В своем роде это было, вероятно, предательство, но если и так, то вина моя смягчается тем, что рассказывал я историю, уже успевшую стать моей – не только по тому формальному признаку, что я успел, кажется, много к ней присочинить, но и потому, что она (я имею в виду, история) включилась в мой собственный обмен веществ, если только возможно включить в себя чужое событие и переварить его. Аня ничего о Ринотмете не знала (или делала вид, что не знала), так что я не рисковал быть пойманным за руку, а вместо этого сам поймал ее ладонь, пока мы спускались по Синопской лестнице. Потом отпустил, но минуты мне было достаточно – я ощутил ее легкий пульс под суставом безымянного пальца и в этот момент успокоился и почувствовал себя уверенно, как будто дальше я могу не рассказывать, а просто плести всё, что в голову взбредет.

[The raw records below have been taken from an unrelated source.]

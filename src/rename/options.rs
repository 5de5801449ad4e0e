use std::path::PathBuf;

use crate::config::{LibrarySettings, RenameSettings};

/// Field toggles for one batch run.
#[derive(Debug, Copy, Clone, PartialEq, Eq)]
pub struct RenameOptions {
    pub include_track: bool,
    pub include_title: bool,
    pub include_artist: bool,
    /// Remove the ` - ` a name starts with when the track number is left out.
    pub strip_leading_separator: bool,
}

impl RenameOptions {
    pub fn new(include_track: bool, include_title: bool, include_artist: bool) -> Self {
        Self {
            include_track,
            include_title,
            include_artist,
            strip_leading_separator: false,
        }
    }

    pub fn strip_leading_separator(mut self, strip: bool) -> Self {
        self.strip_leading_separator = strip;
        self
    }
}

impl Default for RenameOptions {
    fn default() -> Self {
        Self::new(true, true, true)
    }
}

impl From<&RenameSettings> for RenameOptions {
    fn from(s: &RenameSettings) -> Self {
        Self::new(s.track, s.title, s.artist).strip_leading_separator(s.strip_leading_separator)
    }
}

/// Everything a batch run needs, fixed before the first file is touched.
#[derive(Debug, Clone)]
pub struct RenameRequest {
    pub directory: PathBuf,
    pub options: RenameOptions,
    pub library: LibrarySettings,
    /// Build names and report them without renaming anything.
    pub dry_run: bool,
}

impl RenameRequest {
    pub fn new(directory: impl Into<PathBuf>, options: RenameOptions) -> Self {
        Self {
            directory: directory.into(),
            options,
            library: LibrarySettings::default(),
            dry_run: false,
        }
    }

    pub fn with_library(mut self, library: LibrarySettings) -> Self {
        self.library = library;
        self
    }

    pub fn dry_run(mut self, dry_run: bool) -> Self {
        self.dry_run = dry_run;
        self
    }
}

Вечером, когда Аня села в автобус и уехала домой (мы прощались до завтра, и я не сомневался, что могу поцеловать ее, и мне, само собой, хотелось этого, но еще больше мне хотелось продлить колебание струны – не знаю, понятно ли я говорю), я вернулся на холм с бутылкой портвейна. Я следил за тем, как тени елей облизывают марши лестницы, глядел на море и в какой-то момент остро почувствовал, в чем его ужас – в том, что в море нет направления, ни вперед, ни назад, ни влево, ни вправо. Привычка думать о времени как о потоке воды сделала из моря устрашающую метафору времени вне человеческого измерения (в обоих смыслах) – времени, корпускулы которого перекатывались то ко мне, то от меня, и чем темнее становилось, тем явственнее я слышал их шуршание друг о друга.

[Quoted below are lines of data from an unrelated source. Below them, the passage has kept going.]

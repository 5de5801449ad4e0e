//! Minimal but parseable MP3 and FLAC files for tests.
//!
//! Tag text is written as ISO-8859-1 (MP3) or UTF-8 (FLAC); tests keep to
//! ASCII values so both encodings agree.

use std::fs;
use std::path::Path;

/// MPEG-1 layer III, 128 kbps, 44.1 kHz, joint stereo.
const MPEG_FRAME_HEADER: [u8; 4] = [0xFF, 0xFB, 0x90, 0x64];
const MPEG_FRAME_LEN: usize = 417;

fn mpeg_frames(count: usize) -> Vec<u8> {
    let mut out = Vec::with_capacity(count * MPEG_FRAME_LEN);
    for _ in 0..count {
        out.extend_from_slice(&MPEG_FRAME_HEADER);
        out.resize(out.len() + MPEG_FRAME_LEN - MPEG_FRAME_HEADER.len(), 0);
    }
    out
}

fn syncsafe(n: u32) -> [u8; 4] {
    [
        ((n >> 21) & 0x7F) as u8,
        ((n >> 14) & 0x7F) as u8,
        ((n >> 7) & 0x7F) as u8,
        (n & 0x7F) as u8,
    ]
}

fn id3v23_text_frame(id: &str, text: &str) -> Vec<u8> {
    let mut body = vec![0u8];
    body.extend_from_slice(text.as_bytes());

    let mut frame = id.as_bytes().to_vec();
    frame.extend_from_slice(&(body.len() as u32).to_be_bytes());
    frame.extend_from_slice(&[0, 0]);
    frame.extend(body);
    frame
}

fn id3v23_tag(track: Option<&str>, title: Option<&str>, artist: Option<&str>) -> Vec<u8> {
    let mut frames = Vec::new();
    if let Some(v) = track {
        frames.extend(id3v23_text_frame("TRCK", v));
    }
    if let Some(v) = title {
        frames.extend(id3v23_text_frame("TIT2", v));
    }
    if let Some(v) = artist {
        frames.extend(id3v23_text_frame("TPE1", v));
    }

    let mut tag = b"ID3".to_vec();
    tag.extend_from_slice(&[3, 0, 0]);
    tag.extend_from_slice(&syncsafe(frames.len() as u32));
    tag.extend(frames);
    tag
}

fn id3v1_field(out: &mut Vec<u8>, value: &str, len: usize) {
    let bytes = value.as_bytes();
    let n = bytes.len().min(len);
    out.extend_from_slice(&bytes[..n]);
    out.resize(out.len() + len - n, 0);
}

fn id3v1_tag(track: u8, title: &str, artist: &str) -> Vec<u8> {
    let mut tag = b"TAG".to_vec();
    id3v1_field(&mut tag, title, 30);
    id3v1_field(&mut tag, artist, 30);
    id3v1_field(&mut tag, "", 30); // album
    id3v1_field(&mut tag, "", 4); // year
    id3v1_field(&mut tag, "", 28); // comment
    tag.push(0);
    tag.push(track);
    tag.push(255); // genre: none
    tag
}

/// Write an MP3 with an ID3v2.3 tag carrying whichever fields are given.
pub fn write_mp3(path: &Path, track: Option<&str>, title: Option<&str>, artist: Option<&str>) {
    let mut data = id3v23_tag(track, title, artist);
    data.extend(mpeg_frames(4));
    fs::write(path, data).unwrap();
}

/// Write an MP3 whose only tag is a trailing ID3v1.1 block.
pub fn write_mp3_id3v1(path: &Path, track: u8, title: &str, artist: &str) {
    let mut data = mpeg_frames(4);
    data.extend(id3v1_tag(track, title, artist));
    fs::write(path, data).unwrap();
}

fn flac_block_header(last: bool, block_type: u8, len: usize) -> [u8; 4] {
    let len = len as u32;
    [
        (u8::from(last) << 7) | block_type,
        (len >> 16) as u8,
        (len >> 8) as u8,
        len as u8,
    ]
}

fn flac_stream_info() -> Vec<u8> {
    let mut info = Vec::with_capacity(34);
    info.extend_from_slice(&4096u16.to_be_bytes()); // min block size
    info.extend_from_slice(&4096u16.to_be_bytes()); // max block size
    info.extend_from_slice(&[0, 0, 0]); // min frame size
    info.extend_from_slice(&[0, 0, 0]); // max frame size
    // 44100 Hz, 2 channels, 16 bits per sample, 0 total samples
    info.extend_from_slice(&[0x0A, 0xC4, 0x42, 0xF0, 0x00, 0x00, 0x00, 0x00]);
    info.extend_from_slice(&[0u8; 16]); // md5
    info
}

fn vorbis_comments(fields: &[(&str, &str)]) -> Vec<u8> {
    let vendor = b"tagname tests";
    let mut block = Vec::new();
    block.extend_from_slice(&(vendor.len() as u32).to_le_bytes());
    block.extend_from_slice(vendor);
    block.extend_from_slice(&(fields.len() as u32).to_le_bytes());
    for (key, value) in fields {
        let comment = format!("{key}={value}");
        block.extend_from_slice(&(comment.len() as u32).to_le_bytes());
        block.extend_from_slice(comment.as_bytes());
    }
    block
}

/// Write a FLAC file with a Vorbis comment block carrying whichever fields are given.
pub fn write_flac(path: &Path, track: Option<&str>, title: Option<&str>, artist: Option<&str>) {
    let mut fields = Vec::new();
    if let Some(v) = track {
        fields.push(("TRACKNUMBER", v));
    }
    if let Some(v) = title {
        fields.push(("TITLE", v));
    }
    if let Some(v) = artist {
        fields.push(("ARTIST", v));
    }

    let info = flac_stream_info();
    let comments = vorbis_comments(&fields);

    let mut data = b"fLaC".to_vec();
    data.extend_from_slice(&flac_block_header(false, 0, info.len()));
    data.extend(info);
    data.extend_from_slice(&flac_block_header(true, 4, comments.len()));
    data.extend(comments);
    fs::write(path, data).unwrap();
}
//! Configuration loader and schema types.
//!
//! This module exposes the settings that drive the renamer and helpers to
//! load them from disk and the environment.

mod load;
mod schema;

pub use schema::*;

Я искал объяснения десятилетней паузе в судьбе Юстиниана[5], но возможно, что никаких объяснений не только не нужно, а попросту нет. И что хронист, утрамбовывающий десятилетний срок в одно титло, делает так не от бессилия, а для точности, и эти десять лет не катились, не текли, не тянулись, а только шуршали друг о друга туда-сюда. (Туманность этой мысли я отношу насчет массандровского портвейна; прошу считать это продакт плейсментом.)